Saved entries
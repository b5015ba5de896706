use std::{mem, ops};

use crate::stats::float::Float;
use crate::stats::univariate::Percentiles;

/// A collection of data points drawn from a population
///
/// Invariants:
///
/// - The sample contains at least 1 data point
/// - The sample contains no `NaN`s
///
/// Statistics that need two points (`var`, `std_dev`, `std_err`) return `NaN` on a
/// single-point sample; callers that care check `len()` first.
#[repr(transparent)]
pub struct Sample<A>([A]);

impl<A> Sample<A>
where
    A: Float,
{
    /// Creates a new sample from an existing slice
    ///
    /// # Panics
    ///
    /// Panics if `slice` contains any `NaN` or if `slice` is empty
    #[allow(clippy::new_ret_no_self)]
    pub fn new(slice: &[A]) -> &Sample<A> {
        match Sample::checked(slice) {
            Some(sample) => sample,
            None => panic!("a sample must be non-empty and free of NaNs"),
        }
    }

    /// Creates a new sample from an existing slice, or `None` if `slice` is empty or
    /// contains a `NaN`
    pub fn checked(slice: &[A]) -> Option<&Sample<A>> {
        if slice.is_empty() || slice.iter().any(|x| x.is_nan()) {
            None
        } else {
            Some(unsafe { mem::transmute(slice) })
        }
    }

    /// Returns the biggest element in the sample
    ///
    /// - Time: `O(length)`
    pub fn max(&self) -> A {
        let mut elems = self.iter();

        match elems.next() {
            Some(&head) => elems.fold(head, |a, &b| a.max(b)),
            // NB `unreachable!` because `Sample` is guaranteed to have at least one data point
            None => unreachable!(),
        }
    }

    /// Returns the arithmetic average of the sample
    ///
    /// - Time: `O(length)`
    pub fn mean(&self) -> A {
        let n = self.len();

        self.sum() / A::cast(n)
    }

    /// Returns the smallest element in the sample
    ///
    /// - Time: `O(length)`
    pub fn min(&self) -> A {
        let mut elems = self.iter();

        match elems.next() {
            Some(&elem) => elems.fold(elem, |a, &b| a.min(b)),
            // NB `unreachable!` because `Sample` is guaranteed to have at least one data point
            None => unreachable!(),
        }
    }

    /// Returns a "view" into the percentiles of the sample
    ///
    /// This "view" makes consecutive computations of percentiles much faster (`O(1)`)
    ///
    /// - Time: `O(N log N) where N = length`
    /// - Memory: `O(length)`
    pub fn percentiles(&self) -> Percentiles<A>
    where
        usize: cast::From<A, Output = Result<usize, cast::Error>>,
    {
        use std::cmp::Ordering;

        // NB This function assumes that there are no `NaN`s in the sample
        fn cmp<T>(a: &T, b: &T) -> Ordering
        where
            T: PartialOrd,
        {
            match a.partial_cmp(b) {
                Some(o) => o,
                // Arbitrary way to handle NaNs that should never happen
                None => Ordering::Equal,
            }
        }

        let mut v = self.to_vec().into_boxed_slice();
        v.sort_unstable_by(cmp);

        Percentiles::from_sorted(v)
    }

    /// Returns the standard deviation of the sample
    ///
    /// The `mean` can be optionally passed along to speed up (2X) the computation
    ///
    /// - Time: `O(length)`
    pub fn std_dev(&self, mean: Option<A>) -> A {
        self.var(mean).sqrt()
    }

    /// Returns the standard error of the mean, `std_dev / sqrt(length)`
    ///
    /// - Time: `O(length)`
    pub fn std_err(&self, mean: Option<A>) -> A {
        self.std_dev(mean) / A::cast(self.len()).sqrt()
    }

    /// Returns the sum of all the elements of the sample
    ///
    /// - Time: `O(length)`
    pub fn sum(&self) -> A {
        crate::stats::sum(self)
    }

    /// Returns the unbiased (`n - 1` denominator) variance of the sample
    ///
    /// The `mean` can be optionally passed along to speed up (2X) the computation
    ///
    /// - Time: `O(length)`
    pub fn var(&self, mean: Option<A>) -> A {
        use std::ops::Add;

        let mean = mean.unwrap_or_else(|| self.mean());
        let slice = self;

        let sum = slice
            .iter()
            .map(|&x| (x - mean).powi(2))
            .fold(A::cast(0), Add::add);

        sum / A::cast(slice.len() - 1)
    }

    #[cfg(test)]
    pub fn median(&self) -> A
    where
        usize: cast::From<A, Output = Result<usize, cast::Error>>,
    {
        self.percentiles().median()
    }
}

impl<A> ops::Deref for Sample<A> {
    type Target = [A];

    fn deref(&self) -> &[A] {
        &self.0
    }
}

#[cfg(test)]
macro_rules! test {
    ($ty:ident) => {
        mod $ty {
            use approx::relative_eq;
            use quickcheck::quickcheck;
            use quickcheck::TestResult;

            use crate::stats::univariate::Sample;

            quickcheck! {
                fn mean_within_bounds(size: u8, start: u8) -> TestResult {
                    let size = size as usize;
                    let start = start as usize;
                    if let Some(v) = crate::stats::test::vec::<$ty>(size, start) {
                        let sample = Sample::new(&v[start..]);
                        let mean = sample.mean();

                        TestResult::from_bool(
                            (mean > sample.min() || relative_eq!(mean, sample.min())) &&
                            (mean < sample.max() || relative_eq!(mean, sample.max()))
                        )
                    } else {
                        TestResult::discard()
                    }
                }
            }

            quickcheck! {
                fn std_err_shrinks_std_dev(size: u8, start: u8) -> TestResult {
                    let size = size as usize;
                    let start = start as usize;
                    if let Some(v) = crate::stats::test::vec::<$ty>(size, start) {
                        let sample = Sample::new(&v[start..]);
                        let mean = sample.mean();
                        let sd = sample.std_dev(Some(mean));
                        let se = sample.std_err(Some(mean));

                        TestResult::from_bool(se >= 0.0 && (se < sd || relative_eq!(se, sd)))
                    } else {
                        TestResult::discard()
                    }
                }
            }
        }
    };
}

▸ Exercise prompt
Repeat exactly the lines from the first line of the records above through the line containing "single-point sample; callers", both included, and nothing else.

▸ Answer to the exercise
repository b5015ba5de896706
use std::{mem, ops};

use crate::stats::float::Float;
use crate::stats::univariate::Percentiles;

/// A collection of data points drawn from a population
///
/// Invariants:
///
/// - The sample contains at least 1 data point
/// - The sample contains no `NaN`s
///
/// Statistics that need two points (`var`, `std_dev`, `std_err`) return `NaN` on a
/// single-point sample; callers that care check `len()` first.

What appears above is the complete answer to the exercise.